The main problem is that the boat is leaving from a port in Thailand over 5,000km away and I have to be there in about 50 days. That means cycling 100km per day non-stop till I get there. That normally wouldn’t be that challenging but well, this is Asia. The roads are shit, if not shit then busy, or both busy and shit. And often polluted or hilly and shit. I’ve got the rest of the Himalayas to get by, and then onto the serious hills and terrible roads in NE India and muddy Myanmar. The daylight hours are also pretty short right now and I’m carrying a lot of dead-weight like books and journals. Five years ago, at the start of this trip, I wouldn’t have cared so much about all this and just seriously blasted through the whole thing, sleeping for a few hours each night and probably getting pissed a lot too. But the difference from 25-year-old me and 30-year-old me is quite tangible. I’m definitely not as fit as I used to be. I can always be stronger, but the effort it takes now is considerably harder than in the past. We can always keep getting fitter, but there’s nothing that makes it easy like youth. If you want to go on a big bike trip somewhere, that’s one reason amongst many to do it when you’re young. (But it’s never to late, eh?!)

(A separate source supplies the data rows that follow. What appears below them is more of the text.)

#[cfg(test)]
mod tests {
    use super::*;
    use crate::{
        mocks::{MockChain, MockError},
        Stream,
    };
    use ethers::types::U256;
    use mollinalli_execution::{advance_seed, decode, has_four_of_a_kind};

    fn alice() -> Address {
        Address::repeat_byte(0xa1)
    }

    fn bob() -> Address {
        Address::repeat_byte(0xb0)
    }

    fn seed() -> U256 {
        U256::from(0xdead_beef_cafe_f00du64) << 128usize | U256::from(0x5eedu64)
    }

    async fn playing(config: GameConfig) -> (MockChain, Session<MockChain, MockChain>) {
        let chain = MockChain::new(config, alice());
        chain.set_next_deal(seed());
        chain.join_game().await.unwrap();
        chain.start_game().await.unwrap();
        let session = Session::connect(alice(), chain.clone(), chain.clone())
            .await
            .unwrap();
        (chain, session)
    }

    #[tokio::test]
    async fn test_connect_before_game() {
        let chain = MockChain::new(GameConfig::default(), alice());
        let session = Session::connect(alice(), chain.clone(), chain).await.unwrap();
        let view = session.view();
        assert_eq!(view.stage, DisplayStage::NotStart);
        assert!(view.cards.is_none());
        assert!(view.bell_expected.is_none());
    }

    #[tokio::test]
    async fn test_connect_rejects_invalid_config() {
        let chain = MockChain::new(GameConfig::new(6, 12), alice());
        let result = Session::connect(alice(), chain.clone(), chain).await;
        assert!(matches!(result, Err(Error::Config(_))));
    }

    #[tokio::test]
    async fn test_connect_surfaces_read_failure() {
        let chain = MockChain::new(GameConfig::default(), alice());
        chain.fail_reads(1);
        let result = Session::connect(alice(), chain.clone(), chain).await;
        assert!(matches!(result, Err(Error::Read(_))));
    }

    #[tokio::test]
    async fn test_actions_rejected_before_game() {
        let chain = MockChain::new(GameConfig::default(), alice());
        let mut session = Session::connect(alice(), chain.clone(), chain).await.unwrap();
        assert!(matches!(
            session.action(false).await,
            Err(Error::ActionsClosed(DisplayStage::NotStart))
        ));
    }

    #[tokio::test]
    async fn test_action_updates_view_and_chain() {
        let (chain, mut session) = playing(GameConfig::default()).await;
        assert_eq!(session.view().cards, Some(decode(seed(), 0)));

        let expected = has_four_of_a_kind(seed(), 0);
        let outcome = session.action(expected).await.unwrap();
        assert!(outcome.is_correct());
        assert_eq!(outcome.cards, decode(seed(), 1));

        let view = session.view();
        assert_eq!(view.action_count, 1);
        assert_eq!(view.turn, 1);
        assert_eq!(view.in_flight, 0);
        assert_eq!(chain.player(alice()).unwrap().action_count, 1);

        let view = session.refresh().await.unwrap();
        assert_eq!(view.score, 1);
        assert_eq!(view.cards, Some(decode(seed(), 1)));
    }

    #[tokio::test]
    async fn test_failed_submission_rolls_back() {
        let (chain, mut session) = playing(GameConfig::default()).await;
        session.action(false).await.unwrap();

        chain.fail_next_submission(MockError::Transport("connection reset".into()));
        assert!(matches!(
            session.action(true).await,
            Err(Error::Submission(_))
        ));
        let view = session.view();
        assert_eq!(view.action_count, 1);
        assert_eq!(view.cards, Some(decode(seed(), 1)));
        assert_eq!(chain.player(alice()).unwrap().action_count, 1);

        // The retry lands on the same turn.
        let outcome = session.action(true).await.unwrap();
        assert_eq!(outcome.progress.action_count, 2);
    }

    #[tokio::test]
    async fn test_revert_surfaced_by_name() {
        let (chain, mut session) = playing(GameConfig::default()).await;
        chain.fail_next_submission(MockError::Reverted(ContractError::OutPlayer));
        assert!(matches!(
            session.action(false).await,
            Err(Error::Reverted(ContractError::OutPlayer))
        ));
        assert_eq!(session.view().action_count, 0);
    }

    #[tokio::test]
    async fn test_round_end_waits_for_result() {
        let (chain, mut session) = playing(GameConfig::new(6, 6)).await;
        let mut events = Stream::new(chain.subscribe(), alice());

        for i in 1..=6u8 {
            let outcome = session.action(false).await.unwrap();
            assert_eq!(outcome.round_ended, i == 6);
        }
        let view = session.view();
        assert_eq!(view.stage, DisplayStage::WaitingEnd);
        assert!(view.round_ended);
        assert_eq!(view.cards, Some(decode(advance_seed(seed(), 1), 0)));
        assert!(matches!(
            session.action(false).await,
            Err(Error::ActionsClosed(DisplayStage::WaitingEnd))
        ));

        // The contract moved on to ENDED; the overlay stays.
        assert_eq!(chain.stage(), Stage::Ended);
        assert_eq!(session.refresh().await.unwrap().stage, DisplayStage::WaitingEnd);
        assert!(session.view().result().is_none());

        let event = events.next().await.unwrap().unwrap();
        assert!(session.handle_event(event));
        let view = session.view();
        let result = view.result().expect("confirmed result");
        assert_eq!(result.address, alice());
        assert_eq!(result.player.action_count, 6);
    }

    #[tokio::test]
    async fn test_failed_final_action_reopens_round() {
        let (chain, mut session) = playing(GameConfig::new(2, 2)).await;
        session.action(false).await.unwrap();
        chain.fail_next_submission(MockError::Transport("dropped".into()));
        assert!(session.action(false).await.is_err());

        let view = session.view();
        assert_eq!(view.stage, DisplayStage::Playing);
        assert!(!view.round_ended);

        assert!(session.action(false).await.unwrap().round_ended);
        assert_eq!(session.stage(), DisplayStage::WaitingEnd);
    }

    #[tokio::test]
    async fn test_lagging_reads_keep_local_progress() {
        let (chain, mut session) = playing(GameConfig::new(24, 3)).await;
        chain.freeze_reads();
        session.action(false).await.unwrap();
        session.action(false).await.unwrap();

        let view = session.refresh().await.unwrap();
        assert_eq!(view.action_count, 2);
        assert_eq!(view.turn, 2);
        assert_eq!(view.cards, Some(decode(seed(), 2)));
        assert_eq!(view.stage, DisplayStage::Playing);

        let outcome = session.action(false).await.unwrap();
        assert_eq!(outcome.progress.action_count, 3);
        assert!(outcome.round_ended);

        let view = session.refresh().await.unwrap();
        assert_eq!(view.action_count, 3);
        assert!(view.round_ended);
        assert_eq!(view.stage, DisplayStage::WaitingEnd);

        chain.thaw_reads();
        let view = session.refresh().await.unwrap();
        assert_eq!(view.action_count, 3);
        assert_eq!(view.in_flight, 0);
        assert_eq!(view.stage, DisplayStage::WaitingEnd);
        let on_chain = chain.player(alice()).unwrap();
        assert_eq!(on_chain.action_count, 3);
        assert_eq!(on_chain.turn, 3);
    }

    #[tokio::test]
    async fn test_result_survives_join_until_next_game() {
        let (chain, mut session) = playing(GameConfig::new(1, 1)).await;
        let mut events = Stream::new(chain.subscribe(), alice());
        session.action(false).await.unwrap();
        assert!(session.handle_event(events.next().await.unwrap().unwrap()));
        assert!(session.view().result().is_some());

        let next = seed() + U256::one();
        chain.set_next_deal(next);
        session.join().await.unwrap();
        let view = session.view();
        assert_eq!(view.stage, DisplayStage::WaitingEnd);
        assert!(view.result().is_some());
        assert!(view.cards.is_none());

        session.start().await.unwrap();
        let started = events.next().await.unwrap().unwrap();
        assert!(matches!(started, Event::GameStarted { seed, .. } if seed == next));
        assert!(session.handle_event(started));
        let view = session.view();
        assert_eq!(view.stage, DisplayStage::Playing);
        assert!(view.end_info.is_none());
        assert_eq!(view.cards, Some(decode(next, 0)));
    }

    #[tokio::test]
    async fn test_fresh_deal_read_clears_previous_result() {
        let (chain, mut session) = playing(GameConfig::new(1, 1)).await;
        let mut events = Stream::new(chain.subscribe(), alice());
        session.action(false).await.unwrap();
        assert!(session.handle_event(events.next().await.unwrap().unwrap()));

        let next = seed() + U256::one();
        chain.set_next_deal(next);
        session.join().await.unwrap();
        session.start().await.unwrap();

        // The `GameStarted` event is never handled; the read alone shows the new deal.
        let view = session.refresh().await.unwrap();
        assert_eq!(view.stage, DisplayStage::Playing);
        assert!(view.end_info.is_none());
        assert_eq!(view.cards, Some(decode(next, 0)));
    }

    #[tokio::test]
    async fn test_reconnect_mid_game() {
        let (chain, mut session) = playing(GameConfig::default()).await;
        for _ in 0..8 {
            session.action(false).await.unwrap();
        }
        drop(session);

        let mut session = Session::connect(alice(), chain.clone(), chain.clone())
            .await
            .unwrap();
        let view = session.view();
        assert_eq!(view.stage, DisplayStage::Playing);
        assert_eq!(view.action_count, 8);
        assert_eq!(view.turn, 2);
        assert_eq!(view.cards, Some(decode(advance_seed(seed(), 1), 2)));

        // A late GameStarted for the same deal must not rewind progress.
        let replayed = Event::GameStarted {
            players: vec![alice()],
            seed: seed(),
        };
        assert!(!session.handle_event(replayed));
        assert_eq!(session.view().action_count, 8);
    }

    #[tokio::test]
    async fn test_connect_when_already_out() {
        let (chain, mut session) = playing(GameConfig::new(1, 1)).await;
        session.action(true).await.unwrap();
        drop(session);

        let session = Session::connect(alice(), chain.clone(), chain).await.unwrap();
        let view = session.view();
        let info = view.end_info.as_ref().expect("provisional end info");
        assert!(info.is_provisional());
        assert!(view.result().is_none());
    }

    #[tokio::test]
    async fn test_join_and_start_flow() {
        let chain = MockChain::new(GameConfig::default(), alice());
        chain.set_next_deal(seed());
        let mut events = Stream::new(chain.subscribe(), alice());
        let mut session = Session::connect(alice(), chain.clone(), chain.clone())
            .await
            .unwrap();

        session.join().await.unwrap();
        assert!(matches!(
            session.join().await,
            Err(Error::Reverted(ContractError::Joined))
        ));
        session.start().await.unwrap();
        assert!(session.view().cards.is_none());

        let event = events.next().await.unwrap().unwrap();
        assert!(session.handle_event(event.clone()));
        assert!(!session.handle_event(event));

        let view = session.view();
        assert_eq!(view.stage, DisplayStage::Playing);
        assert_eq!(view.cards, Some(decode(seed(), 0)));
    }

    #[tokio::test]
    async fn test_game_started_for_other_table_is_ignored() {
        let chain = MockChain::new(GameConfig::default(), alice());
        let mut session = Session::connect(alice(), chain.clone(), chain).await.unwrap();
        let event = Event::GameStarted {
            players: vec![bob()],
            seed: seed(),
        };
        assert!(!session.handle_event(event));
        assert!(session.view().cards.is_none());
    }
}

The question now isn’t actually if I am able to cycle 5000km in 50 days but rather, do I even want to? I mean, I certainly want to get the boat, but there are other ways to get there, like skipping part on a bus. That’s more time to experience that weird and wonderful culture that I find so normal.
It will probably take a lot for me to skip a section on a bus though. Because for some reason that I haven’t worked out yet, having a near-term goal like this has given me monumental amounts of energy (as opposed to the “it doesn’t matter where I go” ideology I’m used to). Just a couple of days ago I ruined myself with food-poisoning, sitting curled up in a ball in immense pain at the side of the road whilst monkeys surrounded me from the jungle, and I still managed to cycle over 100km eating only an orange. That night I stayed in one of the shittest hotels in my life, which was raining inside even though it wasn’t raining outside. The following day I was on one of the worst roads in my life, which wrecked my bicycle and the front fixing of my bar-bag. Whilst fixing said breakages in a temple as the rain poured down (outside, this time) my hand slipped and I almost chopped my finger in half with a penknife. (I now have a big bandage on my middle finger. And hey! I finally used my first aid kit after 5 years!) I still got up and cycled over 100km today, and I still found time to write this. Despite all the barriers—the hills, the winds, the roads, the traffic—the biggest obstacle of all, in fact, the ultimate demotivator—is yourself!
Dun dun duuuuun!
I knew in 2013, but it was early 2016 when I told everyone I wanted to cycle to Thailand, and maybe now I might actually get there. If I cycle the whole way or not—it doesn’t matter, I’ve had a blast. And in so many ways I’m glad I didn’t commit to anything even more arbitrary because a lot changes in years, never mind when you travel a lot within those years—I’ve been whisked off into little side adventures to Narnia and down The Yellow Brick Road and I definitely took the Red Pill on more than one occasion. I’m actually surprised that I’m still cycling. I think that’s proof, at least to myself, that I found something I seriously liked.
Now it’s time to find some other stuff I like just as much.
Cheerio

Hi Jamie You have been on one amazing journey and still are really, but just reading this I think your heart is telling you you may be coming to the end of the road. Whatever you decide your journey has been nothing more than incredible. I wish you well in making that call and hope you get the boat if you do. Cheers mate and have a good Xmas wherever that maybe.